I draw on Bleger’s ideas that the psychotic part of the personality was deposited in the symbiotic nucleus of the frame, the one that has exploded and also affects us. Accustomed to the bustle of the consulting room, we are surprised by the slow pace of virtual sessions with an inevitable need for technical adaptation. Reality feels flattened. The absence of life outside the home, the reduction of the outside world, impoverishes the themes of nourishing linking. This generates a climate of repetition, of boredom;  in one group the movie Groundhog Day was mentioned, we are paralyzed, there is no news to tell, there is a risk that the plague will settle among us and destroy the therapy. How to inject life, desire, projects when we do not know how long it will last and what existence will be like after, which will remain in force? As a group analyst, I will find it difficult to bring the groups into the consulting room after lockdown because how do we observe one and a half metre distance if there are six or eight members and distrust prevails, a certain persecutory tone: where has each person been? How do you know if you are an asymptomatic carrier? Virtual groups may continue for an indefinite period. What happens to us as human beings? We are also afraid of contagion, but even more so of unemployment, which in our case is somewhat hidden because we do not know how many patients we have or do not dare to say. Going from the face-to-face to virtual without elaboration, and immediately, is like a migration so real that we flee from the consulting room to our homes, unless we already worked there.

For the vast majority, the consulting room has become an inaccessible and nostalgic place. When will we return? The change in the transference that is mediated by the software that decides when the connection works and absorbs a large part of the dialogue during the session has been accentuated. There are several paradoxes –  the therapist can be an excellent clinician but if he has a computer that is not up to date, the noise and interference will influence the session that can lead to a crisis in the treatment. The same is true for groups, it is enough that one patient has an obsolete system so that the whole group cannot work, it quickly generates exclusion fantasies, the patient becomes the scapegoat of the group. The continuity of the treatments can depend on the algorithms and the connection, and in this way virtuality generates a symmetry between analysts and patients.

References

Berardi F. (2007) Generación Post-Alfa. Tinta Limón.

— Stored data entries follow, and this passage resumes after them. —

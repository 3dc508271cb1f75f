//! Configuration module for the picot CLI.
//!
//! This module handles locating and loading configuration
//! settings for the picot application.

use dirs::{config_dir, home_dir};
use picoc_lex::ScanConfig;
use serde::Deserialize;
use std::path::{Path, PathBuf};

use crate::commands::common::OutputFormat;
use crate::error::{PicotError, Result};

/// Default configuration file name.
pub const CONFIG_FILE_NAME: &str = "picot.toml";

/// Application configuration structure.
///
/// ```toml
/// [scan]
/// backtrack = "restore"
///
/// [output]
/// format = "json"
/// ```
#[derive(Debug, Clone, Default, Deserialize, PartialEq)]
pub struct Config {
    /// Scanner options.
    #[serde(default)]
    pub scan: ScanConfig,

    /// Output options.
    #[serde(default)]
    pub output: OutputConfig,
}

/// Output-specific configuration options.
#[derive(Debug, Clone, Default, Deserialize, PartialEq)]
pub struct OutputConfig {
    /// Default token output format.
    #[serde(default)]
    pub format: OutputFormat,
}

impl Config {
    /// Load configuration from the default location.
    ///
    /// Searches for configuration in the following order:
    /// 1. Current directory
    /// 2. `~/.config/picot/`
    /// 3. System configuration directory
    ///
    /// Returns the default configuration if no config file is found.
    pub fn load() -> Result<Self> {
        match Self::find_config_file() {
            Some(path) => Self::load_from_path(&path),
            None => Ok(Self::default()),
        }
    }

    /// Load configuration from a specific path.
    pub fn load_from_path(path: &Path) -> Result<Self> {
        if !path.exists() {
            return Err(PicotError::Config(format!(
                "Configuration file not found: {}",
                path.display()
            )));
        }

        let content = std::fs::read_to_string(path)?;
        let config: Config = toml::from_str(&content).map_err(|e| {
            PicotError::Config(format!("Failed to parse configuration: {}", e))
        })?;

        tracing::debug!(path = %path.display(), "configuration loaded");
        Ok(config)
    }

    /// Check for config in current directory.
    fn check_current_dir_config() -> Option<PathBuf> {
        let path = PathBuf::from(CONFIG_FILE_NAME);
        path.exists().then_some(path)
    }

    /// Check for config in home directory.
    fn check_home_config() -> Option<PathBuf> {
        home_dir()
            .map(|dir| dir.join(".config").join("picot").join(CONFIG_FILE_NAME))
            .filter(|path| path.exists())
    }

    /// Check for config in system config directory.
    fn check_system_config() -> Option<PathBuf> {
        config_dir()
            .map(|dir| dir.join("picot").join(CONFIG_FILE_NAME))
            .filter(|path| path.exists())
    }

    /// Find the configuration file in standard locations.
    fn find_config_file() -> Option<PathBuf> {
        Self::check_current_dir_config()
            .or_else(Self::check_home_config)
            .or_else(Self::check_system_config)
    }
}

Bernard. M. (2007) El Trabajo Psicoanalítico con Pequeños Grupos. Lugar.

Bion W. (1974) Experiencias en Grupos. Buenos Aires, Paidós.

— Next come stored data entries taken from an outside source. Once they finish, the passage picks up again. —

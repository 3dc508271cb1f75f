//! Picot CLI - A command-line driver for the Pico lexical analyzer.
//!
//! This is the main entry point for the picot CLI application.
//! It uses clap for argument parsing and dispatches to appropriate
//! command handlers based on user input.

mod commands;
mod config;
mod error;

use std::path::PathBuf;
use std::process::ExitCode;

use clap::{Parser, Subcommand};
use tracing_subscriber::{fmt, prelude::*, EnvFilter};

use commands::{common::OutputFormat, run_check, run_tokens, CheckArgs, TokensArgs};
use config::Config;
use error::{PicotError, Result};

/// Picot - A CLI driver for the Pico lexical analyzer
///
/// Picot scans Pico source text and prints the classified tokens, or
/// checks a source for lexical errors.
#[derive(Parser, Debug)]
#[command(name = "picot")]
#[command(author = "Pico Team")]
#[command(version = env!("CARGO_PKG_VERSION"))]
#[command(about = "A CLI driver for the Pico lexical analyzer", long_about = None)]
#[command(propagate_version = true)]
struct Cli {
    /// Enable verbose output
    #[arg(short, long, global = true, env = "PICOT_VERBOSE")]
    verbose: bool,

    /// Path to configuration file
    #[arg(short, long, global = true, env = "PICOT_CONFIG")]
    config: Option<PathBuf>,

    /// Disable color output
    #[arg(long, global = true, env = "PICOT_NO_COLOR")]
    no_color: bool,

    #[command(subcommand)]
    command: Commands,
}

/// Available subcommands for the picot CLI.
#[derive(Subcommand, Debug)]
enum Commands {
    /// Print every token of a source
    ///
    /// Writes one token per line, ending with END_OF_FILE. Reads standard
    /// input when no file is given.
    Tokens(TokensCommand),

    /// Check a source for lexical errors
    ///
    /// Prints diagnostics and a summary; exits with an error status when
    /// any ERROR token was produced.
    Check(CheckCommand),
}

/// Arguments for the tokens subcommand.
#[derive(Parser, Debug)]
struct TokensCommand {
    /// Input file (default: standard input)
    input: Option<PathBuf>,

    /// Output format (default: from config)
    #[arg(short = 'F', long, value_enum)]
    format: Option<OutputFormat>,

    /// Push back characters read by a failed base suffix or fraction
    #[arg(long)]
    restore: bool,
}

/// Arguments for the check subcommand.
#[derive(Parser, Debug)]
struct CheckCommand {
    /// Input file (default: standard input)
    input: Option<PathBuf>,

    /// Push back characters read by a failed base suffix or fraction
    #[arg(long)]
    restore: bool,
}

/// Main entry point for the picot CLI.
///
/// Parses command-line arguments, initializes logging, loads configuration,
/// and dispatches to the appropriate command handler. Errors are printed to
/// stderr and turn into a failure exit status.
fn main() -> ExitCode {
    let cli = Cli::parse();

    match run(cli) {
        Ok(()) => ExitCode::SUCCESS,
        Err(e) => {
            eprintln!("error: {}", e);
            ExitCode::FAILURE
        },
    }
}

fn run(cli: Cli) -> Result<()> {
    // Initialize logging
    init_logging(cli.verbose, cli.no_color)?;

    // Load configuration
    let config = load_config(cli.config.as_deref())?;

    // Execute the selected command
    execute_command(cli.command, cli.verbose, config)
}

/// Initialize the logging system.
///
/// Logs go to stderr so that stdout carries only scanner output.
fn init_logging(verbose: bool, no_color: bool) -> Result<()> {
    let filter = if verbose {
        EnvFilter::new("debug")
    } else {
        EnvFilter::new("info")
    };

    let subscriber = fmt::layer()
        .with_writer(std::io::stderr)
        .with_ansi(!no_color)
        .with_target(false)
        .with_thread_ids(false)
        .with_thread_names(false);

    tracing_subscriber::registry()
        .with(filter)
        .with(subscriber)
        .try_init()
        .map_err(|e| PicotError::Config(format!("Failed to initialize logging: {}", e)))?;

    Ok(())
}

/// Load configuration from file or use defaults.
fn load_config(config_path: Option<&std::path::Path>) -> Result<Config> {
    match config_path {
        Some(path) => Config::load_from_path(path),
        None => Config::load(),
    }
}

/// Execute the selected command.
fn execute_command(command: Commands, verbose: bool, config: Config) -> Result<()> {
    match command {
        Commands::Tokens(args) => run_tokens(
            TokensArgs {
                verbose,
                input: args.input,
                format: args.format,
                restore: args.restore,
            },
            config,
        ),
        Commands::Check(args) => run_check(
            CheckArgs {
                verbose,
                input: args.input,
                restore: args.restore,
            },
            config,
        ),
    }
}

#[cfg(test)]
mod tests {
    use super::*;

    #[test]
    fn test_cli_parse_tokens() {
        let cli = Cli::parse_from(["picot", "tokens"]);
        if let Commands::Tokens(args) = cli.command {
            assert!(args.input.is_none());
            assert!(args.format.is_none());
            assert!(!args.restore);
        } else {
            panic!("Expected Tokens command");
        }
    }

    #[test]
    fn test_cli_parse_tokens_with_input_and_format() {
        let cli = Cli::parse_from(["picot", "tokens", "prog.pico", "--format", "json"]);
        if let Commands::Tokens(args) = cli.command {
            assert_eq!(args.input, Some(PathBuf::from("prog.pico")));
            assert_eq!(args.format, Some(OutputFormat::Json));
        } else {
            panic!("Expected Tokens command");
        }
    }

    #[test]
    fn test_cli_parse_tokens_rejects_unknown_format() {
        let result = Cli::try_parse_from(["picot", "tokens", "--format", "xml"]);
        assert!(result.is_err());
    }

    #[test]
    fn test_cli_parse_check_with_restore() {
        let cli = Cli::parse_from(["picot", "check", "--restore", "prog.pico"]);
        if let Commands::Check(args) = cli.command {
            assert!(args.restore);
            assert_eq!(args.input, Some(PathBuf::from("prog.pico")));
        } else {
            panic!("Expected Check command");
        }
    }

    #[test]
    fn test_cli_parse_global_verbose() {
        let cli = Cli::parse_from(["picot", "--verbose", "check"]);
        assert!(cli.verbose);
    }

    #[test]
    fn test_cli_parse_global_config() {
        let cli = Cli::parse_from(["picot", "tokens", "--config", "/path/to/picot.toml"]);
        assert_eq!(cli.config, Some(PathBuf::from("/path/to/picot.toml")));
    }

    #[test]
    fn test_cli_parse_global_no_color() {
        let cli = Cli::parse_from(["picot", "--no-color", "tokens"]);
        assert!(cli.no_color);
    }

    #[test]
    fn test_cli_requires_subcommand() {
        assert!(Cli::try_parse_from(["picot"]).is_err());
    }
}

Fernandez  A.M. (1988) El Campo Grupal.  Nueva Visión.

Freud S. (1979) Obras Completas. Amorrortu.

Gáspari. R & Waisbrot D. comps (2011) Familias y Parejas: vínculos, psicoanálisis, subjetividad. Ed. Psicolibro. Buenos Aires.

Kaës R. (2004)  La Invención Psicoanalítica del Grupo. Aportes, 2004.

Kaës R. (2000) Las Teorías Psicoanalíticas del Grupo. Amorrortu, 2000.

Kaës R. (1991) Apuntalamiento y Estructuración del Psiquismo’ en Revista AAPPG Tomo XV, Buenos Aires.

Pachuk C.& Freidler R. (comp) (1998) Diccionario de Psicoanálisis de las Configuraciones Vinculares. Del Candil.

Pachuk C.& Gomel S.  (comps) (2004) Pensamiento Vincular- Un Recorrido de Medio Siglo.  AAPPG.